**** Material for this task ****

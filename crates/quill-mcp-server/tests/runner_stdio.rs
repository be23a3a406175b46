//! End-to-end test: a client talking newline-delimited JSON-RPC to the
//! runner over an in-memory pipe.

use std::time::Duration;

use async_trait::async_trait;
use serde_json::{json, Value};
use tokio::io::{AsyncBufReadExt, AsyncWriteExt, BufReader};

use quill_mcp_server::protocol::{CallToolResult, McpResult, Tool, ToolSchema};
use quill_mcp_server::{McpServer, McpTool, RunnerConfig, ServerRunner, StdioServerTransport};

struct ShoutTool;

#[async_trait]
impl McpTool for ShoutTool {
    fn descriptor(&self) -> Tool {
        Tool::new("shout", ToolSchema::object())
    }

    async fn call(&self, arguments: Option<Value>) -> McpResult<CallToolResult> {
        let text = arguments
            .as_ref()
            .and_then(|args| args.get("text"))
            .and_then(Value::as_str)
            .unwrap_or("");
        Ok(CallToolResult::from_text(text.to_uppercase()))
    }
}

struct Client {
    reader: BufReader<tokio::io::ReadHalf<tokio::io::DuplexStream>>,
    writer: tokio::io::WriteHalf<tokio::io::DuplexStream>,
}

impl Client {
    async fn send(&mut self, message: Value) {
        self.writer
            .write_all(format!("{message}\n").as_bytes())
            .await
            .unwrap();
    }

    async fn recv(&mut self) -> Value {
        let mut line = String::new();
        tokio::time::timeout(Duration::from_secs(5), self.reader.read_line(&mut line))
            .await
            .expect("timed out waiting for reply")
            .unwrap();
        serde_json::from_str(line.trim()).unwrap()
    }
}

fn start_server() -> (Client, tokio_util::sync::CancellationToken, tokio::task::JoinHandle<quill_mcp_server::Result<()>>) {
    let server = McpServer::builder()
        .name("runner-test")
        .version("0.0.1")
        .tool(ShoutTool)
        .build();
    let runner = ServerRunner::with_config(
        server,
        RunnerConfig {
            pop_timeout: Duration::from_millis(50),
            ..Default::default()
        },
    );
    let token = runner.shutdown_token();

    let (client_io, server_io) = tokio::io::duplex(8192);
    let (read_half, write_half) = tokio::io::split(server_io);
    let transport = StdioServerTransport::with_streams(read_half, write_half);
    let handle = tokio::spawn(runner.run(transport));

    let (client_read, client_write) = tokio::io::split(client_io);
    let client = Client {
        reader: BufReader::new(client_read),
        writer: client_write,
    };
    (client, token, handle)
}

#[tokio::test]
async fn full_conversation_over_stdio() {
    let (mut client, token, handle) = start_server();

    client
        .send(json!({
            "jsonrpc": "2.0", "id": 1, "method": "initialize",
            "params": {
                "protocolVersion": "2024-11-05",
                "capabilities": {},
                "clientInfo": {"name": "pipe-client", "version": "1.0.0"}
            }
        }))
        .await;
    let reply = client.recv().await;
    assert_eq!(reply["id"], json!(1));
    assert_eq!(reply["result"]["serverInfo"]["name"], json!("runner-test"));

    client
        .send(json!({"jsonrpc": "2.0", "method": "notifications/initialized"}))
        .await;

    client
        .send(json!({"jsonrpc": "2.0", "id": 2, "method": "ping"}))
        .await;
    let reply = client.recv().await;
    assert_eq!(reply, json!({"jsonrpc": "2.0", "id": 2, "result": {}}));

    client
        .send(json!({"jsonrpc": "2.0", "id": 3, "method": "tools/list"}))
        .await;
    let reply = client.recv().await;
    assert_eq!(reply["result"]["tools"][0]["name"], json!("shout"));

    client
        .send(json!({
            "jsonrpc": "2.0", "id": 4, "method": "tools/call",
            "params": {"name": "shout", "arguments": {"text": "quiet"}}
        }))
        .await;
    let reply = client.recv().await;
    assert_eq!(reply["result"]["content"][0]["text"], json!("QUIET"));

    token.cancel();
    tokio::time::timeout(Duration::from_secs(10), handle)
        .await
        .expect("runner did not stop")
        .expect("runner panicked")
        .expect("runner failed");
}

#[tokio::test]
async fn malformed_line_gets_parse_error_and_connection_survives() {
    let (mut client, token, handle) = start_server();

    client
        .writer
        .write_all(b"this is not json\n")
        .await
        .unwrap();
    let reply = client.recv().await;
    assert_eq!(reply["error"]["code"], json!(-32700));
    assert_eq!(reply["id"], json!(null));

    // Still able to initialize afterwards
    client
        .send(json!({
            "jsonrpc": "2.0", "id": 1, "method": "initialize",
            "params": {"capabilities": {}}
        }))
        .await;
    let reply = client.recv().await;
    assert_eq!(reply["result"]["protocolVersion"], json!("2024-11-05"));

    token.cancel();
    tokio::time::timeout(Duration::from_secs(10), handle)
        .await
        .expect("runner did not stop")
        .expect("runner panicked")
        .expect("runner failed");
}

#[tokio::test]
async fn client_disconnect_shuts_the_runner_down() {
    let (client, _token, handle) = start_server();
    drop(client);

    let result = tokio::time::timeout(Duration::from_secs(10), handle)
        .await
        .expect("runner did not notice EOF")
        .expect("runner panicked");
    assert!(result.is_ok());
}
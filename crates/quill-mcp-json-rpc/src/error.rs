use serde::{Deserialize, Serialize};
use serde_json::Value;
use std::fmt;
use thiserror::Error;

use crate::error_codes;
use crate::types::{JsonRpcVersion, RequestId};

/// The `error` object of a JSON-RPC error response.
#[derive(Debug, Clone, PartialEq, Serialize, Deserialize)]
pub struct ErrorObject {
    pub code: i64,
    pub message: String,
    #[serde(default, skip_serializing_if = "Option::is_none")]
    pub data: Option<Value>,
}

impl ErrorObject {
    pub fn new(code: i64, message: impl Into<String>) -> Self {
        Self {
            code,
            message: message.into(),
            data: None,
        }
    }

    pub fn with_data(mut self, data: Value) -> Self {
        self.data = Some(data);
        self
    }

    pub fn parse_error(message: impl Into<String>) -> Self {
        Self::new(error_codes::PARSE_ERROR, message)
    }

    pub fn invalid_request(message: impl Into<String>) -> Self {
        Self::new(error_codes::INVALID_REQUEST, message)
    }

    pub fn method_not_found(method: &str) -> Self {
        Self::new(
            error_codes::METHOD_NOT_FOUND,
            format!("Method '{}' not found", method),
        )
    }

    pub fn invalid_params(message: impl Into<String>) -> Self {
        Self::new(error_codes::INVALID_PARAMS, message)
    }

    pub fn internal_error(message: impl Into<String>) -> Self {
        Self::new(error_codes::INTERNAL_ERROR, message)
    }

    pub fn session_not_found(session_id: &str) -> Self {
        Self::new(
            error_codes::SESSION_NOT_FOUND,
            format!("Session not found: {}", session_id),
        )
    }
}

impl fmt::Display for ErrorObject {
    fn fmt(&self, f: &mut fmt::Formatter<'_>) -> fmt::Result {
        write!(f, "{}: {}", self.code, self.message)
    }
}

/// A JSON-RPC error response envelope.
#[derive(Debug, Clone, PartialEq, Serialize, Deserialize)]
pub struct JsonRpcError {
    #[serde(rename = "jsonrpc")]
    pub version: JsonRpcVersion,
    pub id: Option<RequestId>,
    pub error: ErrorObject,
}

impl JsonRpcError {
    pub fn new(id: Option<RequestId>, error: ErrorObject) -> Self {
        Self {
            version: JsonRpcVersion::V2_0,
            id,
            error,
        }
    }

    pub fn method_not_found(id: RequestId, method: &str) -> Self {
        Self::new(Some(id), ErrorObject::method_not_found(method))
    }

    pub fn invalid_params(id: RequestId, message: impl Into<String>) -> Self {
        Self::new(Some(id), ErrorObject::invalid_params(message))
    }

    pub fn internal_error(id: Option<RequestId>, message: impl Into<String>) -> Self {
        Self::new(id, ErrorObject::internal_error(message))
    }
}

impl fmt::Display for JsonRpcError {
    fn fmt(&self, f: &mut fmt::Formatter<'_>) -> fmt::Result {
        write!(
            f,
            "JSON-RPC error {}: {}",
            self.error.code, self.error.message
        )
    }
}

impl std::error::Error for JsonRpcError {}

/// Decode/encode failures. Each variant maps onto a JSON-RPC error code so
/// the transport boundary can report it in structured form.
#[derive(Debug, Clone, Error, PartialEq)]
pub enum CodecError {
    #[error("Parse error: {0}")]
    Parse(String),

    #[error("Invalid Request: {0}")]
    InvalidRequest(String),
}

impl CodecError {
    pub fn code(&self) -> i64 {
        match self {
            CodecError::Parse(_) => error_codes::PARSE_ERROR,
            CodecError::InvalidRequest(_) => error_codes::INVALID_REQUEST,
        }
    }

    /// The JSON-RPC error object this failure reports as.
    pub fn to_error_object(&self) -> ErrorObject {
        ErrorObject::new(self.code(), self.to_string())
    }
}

****
**** Material for this task ****

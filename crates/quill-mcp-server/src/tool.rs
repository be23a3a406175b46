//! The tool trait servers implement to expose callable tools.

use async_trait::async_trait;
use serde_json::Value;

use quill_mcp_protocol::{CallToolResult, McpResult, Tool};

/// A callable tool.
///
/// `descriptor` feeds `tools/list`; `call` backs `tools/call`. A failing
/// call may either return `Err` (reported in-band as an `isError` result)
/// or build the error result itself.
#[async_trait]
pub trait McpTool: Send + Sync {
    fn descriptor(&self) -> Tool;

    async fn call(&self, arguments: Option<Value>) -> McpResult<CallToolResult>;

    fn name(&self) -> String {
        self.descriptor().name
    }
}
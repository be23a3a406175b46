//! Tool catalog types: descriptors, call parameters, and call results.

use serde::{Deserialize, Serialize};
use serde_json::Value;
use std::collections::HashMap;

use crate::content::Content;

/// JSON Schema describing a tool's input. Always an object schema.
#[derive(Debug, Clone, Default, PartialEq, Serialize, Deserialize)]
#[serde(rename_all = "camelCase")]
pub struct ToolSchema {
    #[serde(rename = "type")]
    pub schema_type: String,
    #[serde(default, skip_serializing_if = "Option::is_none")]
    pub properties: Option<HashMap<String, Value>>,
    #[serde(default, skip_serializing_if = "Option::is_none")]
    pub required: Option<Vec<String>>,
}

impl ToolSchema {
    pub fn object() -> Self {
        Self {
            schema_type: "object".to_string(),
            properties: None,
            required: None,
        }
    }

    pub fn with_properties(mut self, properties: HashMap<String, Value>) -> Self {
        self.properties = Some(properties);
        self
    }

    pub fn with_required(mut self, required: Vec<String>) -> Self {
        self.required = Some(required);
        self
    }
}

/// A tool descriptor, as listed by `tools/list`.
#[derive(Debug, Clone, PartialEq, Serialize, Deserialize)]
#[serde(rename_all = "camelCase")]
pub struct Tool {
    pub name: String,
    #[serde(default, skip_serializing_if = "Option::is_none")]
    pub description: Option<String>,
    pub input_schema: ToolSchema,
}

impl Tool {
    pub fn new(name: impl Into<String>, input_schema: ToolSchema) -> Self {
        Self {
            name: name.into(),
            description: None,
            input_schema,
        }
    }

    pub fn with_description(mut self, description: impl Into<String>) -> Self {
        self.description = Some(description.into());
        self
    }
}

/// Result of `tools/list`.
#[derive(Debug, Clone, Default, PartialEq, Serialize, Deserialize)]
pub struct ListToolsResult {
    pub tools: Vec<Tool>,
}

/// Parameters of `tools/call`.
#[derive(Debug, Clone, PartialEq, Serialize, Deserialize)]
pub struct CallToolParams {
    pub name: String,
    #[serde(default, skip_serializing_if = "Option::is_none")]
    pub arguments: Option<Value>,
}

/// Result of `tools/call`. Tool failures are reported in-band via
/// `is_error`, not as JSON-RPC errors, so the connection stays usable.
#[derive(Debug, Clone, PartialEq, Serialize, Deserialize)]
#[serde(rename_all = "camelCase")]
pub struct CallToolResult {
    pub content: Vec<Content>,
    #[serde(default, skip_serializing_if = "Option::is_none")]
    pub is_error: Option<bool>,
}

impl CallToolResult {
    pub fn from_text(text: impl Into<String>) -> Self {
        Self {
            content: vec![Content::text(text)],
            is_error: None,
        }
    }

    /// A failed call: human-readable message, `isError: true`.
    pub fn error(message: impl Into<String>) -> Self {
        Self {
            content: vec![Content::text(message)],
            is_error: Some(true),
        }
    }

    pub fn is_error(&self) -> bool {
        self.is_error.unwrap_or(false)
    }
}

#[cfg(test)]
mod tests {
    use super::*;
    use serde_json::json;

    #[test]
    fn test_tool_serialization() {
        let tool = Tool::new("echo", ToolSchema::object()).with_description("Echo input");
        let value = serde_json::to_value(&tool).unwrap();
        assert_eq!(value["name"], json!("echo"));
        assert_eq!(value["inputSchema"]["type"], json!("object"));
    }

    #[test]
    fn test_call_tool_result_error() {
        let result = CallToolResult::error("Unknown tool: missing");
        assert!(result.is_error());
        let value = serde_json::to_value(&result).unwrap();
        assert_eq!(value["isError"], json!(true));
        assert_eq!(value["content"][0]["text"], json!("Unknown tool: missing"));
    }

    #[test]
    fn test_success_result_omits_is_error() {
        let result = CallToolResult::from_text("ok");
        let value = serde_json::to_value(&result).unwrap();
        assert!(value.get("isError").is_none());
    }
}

****
**** Material for this task ****

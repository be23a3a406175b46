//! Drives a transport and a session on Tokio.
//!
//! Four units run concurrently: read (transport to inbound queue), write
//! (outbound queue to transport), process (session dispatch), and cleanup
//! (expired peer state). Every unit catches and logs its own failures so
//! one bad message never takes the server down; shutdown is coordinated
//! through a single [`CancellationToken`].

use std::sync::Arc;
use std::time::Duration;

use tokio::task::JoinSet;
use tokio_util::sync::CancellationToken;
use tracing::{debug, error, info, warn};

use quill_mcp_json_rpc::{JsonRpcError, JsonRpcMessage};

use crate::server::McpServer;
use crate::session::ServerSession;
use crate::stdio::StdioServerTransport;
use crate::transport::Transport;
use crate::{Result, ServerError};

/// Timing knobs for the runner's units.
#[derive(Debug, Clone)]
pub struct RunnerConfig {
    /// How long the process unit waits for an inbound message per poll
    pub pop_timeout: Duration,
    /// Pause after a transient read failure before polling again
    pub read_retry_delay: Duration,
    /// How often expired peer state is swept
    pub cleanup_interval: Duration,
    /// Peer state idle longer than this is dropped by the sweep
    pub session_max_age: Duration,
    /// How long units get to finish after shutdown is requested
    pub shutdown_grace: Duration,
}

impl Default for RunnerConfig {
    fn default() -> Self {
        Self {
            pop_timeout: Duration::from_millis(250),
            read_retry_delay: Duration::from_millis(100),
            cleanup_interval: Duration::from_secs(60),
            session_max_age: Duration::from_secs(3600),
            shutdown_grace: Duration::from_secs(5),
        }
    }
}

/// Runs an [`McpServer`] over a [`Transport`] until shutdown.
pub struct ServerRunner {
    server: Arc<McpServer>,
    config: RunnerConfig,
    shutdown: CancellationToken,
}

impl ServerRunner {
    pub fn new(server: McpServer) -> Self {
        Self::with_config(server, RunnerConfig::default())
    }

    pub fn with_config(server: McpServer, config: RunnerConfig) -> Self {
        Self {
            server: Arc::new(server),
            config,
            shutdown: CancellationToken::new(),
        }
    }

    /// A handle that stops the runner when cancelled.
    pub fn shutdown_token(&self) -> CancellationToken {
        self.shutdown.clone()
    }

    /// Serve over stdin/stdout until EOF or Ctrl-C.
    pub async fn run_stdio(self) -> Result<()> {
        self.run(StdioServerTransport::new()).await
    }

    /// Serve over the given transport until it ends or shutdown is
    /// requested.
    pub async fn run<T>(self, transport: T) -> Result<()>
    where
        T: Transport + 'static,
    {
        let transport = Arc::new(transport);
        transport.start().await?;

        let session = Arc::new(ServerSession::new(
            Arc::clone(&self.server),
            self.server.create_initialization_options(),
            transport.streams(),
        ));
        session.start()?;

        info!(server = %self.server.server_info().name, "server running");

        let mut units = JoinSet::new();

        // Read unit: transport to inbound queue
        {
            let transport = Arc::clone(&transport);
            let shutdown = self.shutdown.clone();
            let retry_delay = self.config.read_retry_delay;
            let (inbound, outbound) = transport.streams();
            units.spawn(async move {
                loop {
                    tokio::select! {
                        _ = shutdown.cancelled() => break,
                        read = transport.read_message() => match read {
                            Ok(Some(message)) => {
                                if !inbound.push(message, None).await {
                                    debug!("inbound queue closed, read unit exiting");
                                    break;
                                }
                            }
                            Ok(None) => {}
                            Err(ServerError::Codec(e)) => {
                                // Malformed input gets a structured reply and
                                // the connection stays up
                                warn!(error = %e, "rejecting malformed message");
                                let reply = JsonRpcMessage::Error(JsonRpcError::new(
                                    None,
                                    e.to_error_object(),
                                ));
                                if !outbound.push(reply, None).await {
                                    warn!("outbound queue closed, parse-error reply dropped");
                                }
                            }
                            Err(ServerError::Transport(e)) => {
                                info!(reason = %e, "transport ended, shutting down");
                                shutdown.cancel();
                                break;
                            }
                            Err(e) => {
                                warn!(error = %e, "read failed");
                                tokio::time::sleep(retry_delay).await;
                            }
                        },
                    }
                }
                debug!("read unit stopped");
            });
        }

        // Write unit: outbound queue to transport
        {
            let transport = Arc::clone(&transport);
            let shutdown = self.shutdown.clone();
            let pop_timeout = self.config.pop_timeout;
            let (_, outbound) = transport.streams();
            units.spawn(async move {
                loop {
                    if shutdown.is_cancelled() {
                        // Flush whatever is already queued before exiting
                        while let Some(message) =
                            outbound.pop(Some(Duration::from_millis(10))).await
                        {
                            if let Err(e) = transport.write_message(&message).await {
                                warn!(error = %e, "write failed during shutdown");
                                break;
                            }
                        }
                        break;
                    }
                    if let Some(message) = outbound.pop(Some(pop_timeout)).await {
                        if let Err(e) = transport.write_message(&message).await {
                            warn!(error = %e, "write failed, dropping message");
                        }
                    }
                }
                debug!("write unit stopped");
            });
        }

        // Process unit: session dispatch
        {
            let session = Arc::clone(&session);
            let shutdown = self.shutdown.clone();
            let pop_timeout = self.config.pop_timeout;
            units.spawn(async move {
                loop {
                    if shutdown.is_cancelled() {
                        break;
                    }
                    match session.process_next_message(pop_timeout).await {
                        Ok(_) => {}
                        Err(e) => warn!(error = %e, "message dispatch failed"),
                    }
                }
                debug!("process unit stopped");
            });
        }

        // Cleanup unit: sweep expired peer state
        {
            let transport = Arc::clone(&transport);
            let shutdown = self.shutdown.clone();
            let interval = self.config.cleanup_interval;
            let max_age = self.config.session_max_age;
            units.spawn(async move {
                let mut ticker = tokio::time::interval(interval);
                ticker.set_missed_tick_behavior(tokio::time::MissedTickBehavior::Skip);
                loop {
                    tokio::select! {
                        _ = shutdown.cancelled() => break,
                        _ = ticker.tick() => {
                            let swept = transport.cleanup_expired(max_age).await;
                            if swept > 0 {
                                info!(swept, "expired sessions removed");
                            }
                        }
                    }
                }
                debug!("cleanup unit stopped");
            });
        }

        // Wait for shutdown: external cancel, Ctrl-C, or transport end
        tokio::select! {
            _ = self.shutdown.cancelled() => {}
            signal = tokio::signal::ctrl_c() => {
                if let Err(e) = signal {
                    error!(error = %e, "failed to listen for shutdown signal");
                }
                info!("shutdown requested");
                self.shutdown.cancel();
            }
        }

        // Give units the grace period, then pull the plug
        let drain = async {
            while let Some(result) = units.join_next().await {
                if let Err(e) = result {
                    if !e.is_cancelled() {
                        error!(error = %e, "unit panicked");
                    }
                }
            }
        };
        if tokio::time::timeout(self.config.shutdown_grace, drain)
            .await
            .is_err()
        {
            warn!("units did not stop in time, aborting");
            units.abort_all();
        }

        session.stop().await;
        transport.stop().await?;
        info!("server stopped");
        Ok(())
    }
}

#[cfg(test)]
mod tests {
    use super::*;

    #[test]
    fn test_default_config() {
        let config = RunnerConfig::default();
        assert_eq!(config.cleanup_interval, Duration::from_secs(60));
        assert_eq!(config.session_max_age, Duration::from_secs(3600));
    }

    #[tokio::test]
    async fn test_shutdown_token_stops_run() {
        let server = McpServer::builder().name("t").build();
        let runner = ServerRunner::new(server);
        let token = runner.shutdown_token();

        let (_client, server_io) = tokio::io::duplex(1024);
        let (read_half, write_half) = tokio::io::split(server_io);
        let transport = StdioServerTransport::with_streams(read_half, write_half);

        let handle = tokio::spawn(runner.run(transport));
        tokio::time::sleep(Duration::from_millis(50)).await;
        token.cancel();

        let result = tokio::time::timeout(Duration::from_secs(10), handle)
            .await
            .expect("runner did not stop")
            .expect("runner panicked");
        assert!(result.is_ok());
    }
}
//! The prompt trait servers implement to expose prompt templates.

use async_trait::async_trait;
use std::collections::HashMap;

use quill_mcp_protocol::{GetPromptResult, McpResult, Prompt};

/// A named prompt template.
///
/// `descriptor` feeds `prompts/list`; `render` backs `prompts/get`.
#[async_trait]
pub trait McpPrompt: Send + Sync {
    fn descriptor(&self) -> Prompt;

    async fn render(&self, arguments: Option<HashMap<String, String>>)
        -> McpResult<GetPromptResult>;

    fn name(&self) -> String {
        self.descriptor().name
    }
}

****

### Work instructions
Your answer should consist of the lines above that hold the word "data".

### Response to this exercise
    pub data: Option<Value>,
            data: None,
    pub fn with_data(mut self, data: Value) -> Self {
        self.data = Some(data);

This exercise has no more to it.